BRIEF DESCRIPTION OF THE DRAWINGS

FIG. 1 presents photographs and a graph showing the results of production and characteristic determination of oligomer-specific antibodies. A: Electrophoresis of immunogens. The Aβ 1-42 tetramer (black arrowhead) which is free of contamination of the Aβ 1-42 monomer (outlined arrowhead) was isolated using SDS-PAGE. Lane 1: Aβ 1-42 dissolved in 10 mM phosphate buffer; and Lane 2: Aβ 1-42 dissolved in distilled deionized water. B: Aβ amyloid, which is insoluble in a buffer but can be extracted using formic acid from the brain of Alzheimer\'s disease patients, was immunoprecipitated using the supernatant of a positive hybridoma cell culture, and the immune complex was selectively separated using protein-G agarose (Amersham). Nine clones were tested; lane 2 (asterisk) is 1A9 and lane 6 (double asterisk) is 2C3. C: Elution profile of SEC of a conditioned medium. Among the 24 SEC-collected fractions, fractions 8, 13, and 16 were subjected to 1A9 immunoprecipitation. Aβ immunoreactivity was detected using 4G8. The black arrowhead indicates the trimer and the outlined arrowhead indicates the dimer. Asterisk (*) indicates the anti-mouse IgG light chain.

FIG. 2 presents photographs and a graph showing the antitoxic activity of 1A9 and 2C3. A to F: Representative images of NGF-treated PC12 (PC12N) cells, which were exposed to seed-free Aβ 1-42 at 37° C. for 48 hours in the presence or absence of the antibodies (left half of each panel). Representative calcein AM/PI staining where live cells were stained green and dead cells were stained red (right half of each panel). G: The viability of cells exposed to seed-free Aβ 1-42 (25 μM) with the following antibodies: non-specific IgG2b (filled square); 4G8 (open triangle); 1A9 (open square); and 2C3 (filled circle).

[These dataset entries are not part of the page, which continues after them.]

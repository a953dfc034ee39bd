use anyhow::{Context, Result};

/// Application configuration loaded from environment variables.
/// Startup fails if required variables are missing.
#[derive(Debug, Clone)]
pub struct Config {
    pub database_url: String,
    pub s3_bucket: String,
    pub s3_endpoint: String,
    /// Base URL used to build public links for uploaded files. Defaults to the S3 endpoint.
    pub s3_public_url: String,
    pub aws_access_key_id: String,
    pub aws_secret_access_key: String,
    /// Scrape workflow webhook. When unset, scrape requests are answered from fixtures.
    pub scrape_webhook_url: Option<String>,
    /// Analysis workflow webhook. When unset, analyze requests are answered from fixtures.
    pub analyze_webhook_url: Option<String>,
    pub webhook_timeout_secs: u64,
    pub job_cache_ttl_hours: i64,
    pub session_ttl_hours: i64,
    pub port: u16,
    pub rust_log: String,
}

impl Config {
    pub fn from_env() -> Result<Self> {
        dotenvy::dotenv().ok(); // load .env if present; ignore if missing

        let s3_endpoint = require_env("S3_ENDPOINT")?;

        Ok(Config {
            database_url: require_env("DATABASE_URL")?,
            s3_bucket: require_env("S3_BUCKET")?,
            s3_public_url: optional_env("S3_PUBLIC_URL").unwrap_or_else(|| s3_endpoint.clone()),
            s3_endpoint,
            aws_access_key_id: require_env("AWS_ACCESS_KEY_ID")?,
            aws_secret_access_key: require_env("AWS_SECRET_ACCESS_KEY")?,
            scrape_webhook_url: optional_env("SCRAPE_WEBHOOK_URL"),
            analyze_webhook_url: optional_env("ANALYZE_WEBHOOK_URL"),
            webhook_timeout_secs: parse_env("WEBHOOK_TIMEOUT_SECS", 120)?,
            job_cache_ttl_hours: parse_env("JOB_CACHE_TTL_HOURS", 24)?,
            session_ttl_hours: parse_env("SESSION_TTL_HOURS", 168)?,
            port: parse_env("PORT", 8080)?,
            rust_log: std::env::var("RUST_LOG").unwrap_or_else(|_| "info".to_string()),
        })
    }
}

fn require_env(key: &str) -> Result<String> {
    std::env::var(key).with_context(|| format!("Required environment variable '{key}' is not set"))
}

/// Unset and blank values are both treated as absent.
fn optional_env(key: &str) -> Option<String> {
    std::env::var(key)
        .ok()
        .map(|v| v.trim().to_string())
        .filter(|v| !v.is_empty())
}

fn parse_env<T>(key: &str, default: T) -> Result<T>
where
    T: std::str::FromStr,
    T::Err: std::error::Error + Send + Sync + 'static,
{
    match optional_env(key) {
        Some(raw) => raw
            .parse::<T>()
            .with_context(|| format!("{key} must be a valid number, got '{raw}'")),
        None => Ok(default),
    }
}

FIG. 3 presents photographs and a graph showing the size and morphological characteristics of the toxic Aβ assemblies targeted by 1A9 and 2C3. A: The 540,000×g supernatant of Aβ 1-42 (25 μM) was subjected to a continuous molecular sieving process using ultrafiltration membranes having a molecular weight cutoff value of 3, 10, 30, and 100 kDa (Microcon). The four types of filtrates thus fractioned were named as follows: fraction 1 (<3 kDa), fraction 2 (3 to 10 kDa), fraction 3 (10 to 30 kDa), fraction 4 (30 to 100 kDa); and fraction 5 (>100 kDa) which was finally retained. The presence of Aβ 1-42 in each of the above-mentioned fractions was detected by 4G8 immunoblotting. B: Representative images of NGF-treated PC12 (PC12N) cells treated with the five fractions at 37° C. for 48 hours. The toxicity of each fraction was evaluated as described above for FIG. 2. C: The viability of cells treated with the 540,000×g supernatant of Aβ 1-42 and the five fractions (fractions 1 to 5). Similar results were obtained from two independent experiments. The values are presented in percentage (mean±SD) with respect to the control. D: Dot blot analysis of the five fractions (fractions 1 to 5). The blots were reacted with A11, 1A9, 2C3, and 4G8. E: AFM images of the five fractions. In fraction 5 (Fr. 5) that had the strongest toxicity, ring-shaped and bead-shaped structures were observed in addition to granular molecules.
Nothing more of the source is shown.